*** Block opens ***

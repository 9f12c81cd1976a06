//! `json`-equivalent built-in serializer: restricted to values representable
//! as JSON (mappings with string keys, sequences, strings, numbers, booleans,
//! null).

use super::Serializer;
use crate::error::{CacheError, CacheResult};

#[derive(Debug, Default, Clone, Copy)]
pub struct JsonSerializer;

impl Serializer for JsonSerializer {
    fn serialize_erased(&self, value: &dyn erased_serde::Serialize) -> CacheResult<Vec<u8>> {
        let mut buf = Vec::new();
        let mut ser = serde_json::Serializer::new(&mut buf);
        let mut erased = <dyn erased_serde::Serializer>::erase(&mut ser);
        value
            .erased_serialize(&mut erased)
            .map_err(|e| CacheError::Serialization(e.to_string()))?;
        Ok(buf)
    }

    fn deserialize_erased(
        &self,
        bytes: &[u8],
        f: &mut dyn FnMut(&mut dyn erased_serde::Deserializer) -> CacheResult<()>,
    ) -> CacheResult<()> {
        let mut de = serde_json::Deserializer::from_slice(bytes);
        let mut erased = <dyn erased_serde::Deserializer>::erase(&mut de);
        f(&mut erased)
    }

    fn name(&self) -> &'static str {
        "json"
    }
}

#[cfg(test)]
mod tests {
    use super::*;
    use crate::serializer::SerializerExt;
    use serde::{Deserialize, Serialize};

    #[derive(Debug, Serialize, Deserialize, PartialEq)]
    struct Point {
        x: i32,
        y: i32,
    }

    #[test]
    fn round_trips_a_struct() {
        let ser = JsonSerializer;
        let bytes = ser.serialize(&Point { x: 1, y: -2 }).unwrap();
        let back: Point = ser.deserialize(&bytes).unwrap();
        assert_eq!(back, Point { x: 1, y: -2 });
    }

    #[test]
    fn malformed_input_is_serialization_error() {
        let ser = JsonSerializer;
        let err = ser.deserialize::<Point>(b"not json").unwrap_err();
        assert!(matches!(err, CacheError::Serialization(_)));
    }
}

*** Block closes ***

▶ _What you need to do_
Find all lines holding the word "CacheResult" in the records above and copy them.

▶ _Response area_
use crate::error::{CacheError, CacheResult};
    fn serialize_erased(&self, value: &dyn erased_serde::Serialize) -> CacheResult<Vec<u8>> {
        f: &mut dyn FnMut(&mut dyn erased_serde::Deserializer) -> CacheResult<()>,
    ) -> CacheResult<()> {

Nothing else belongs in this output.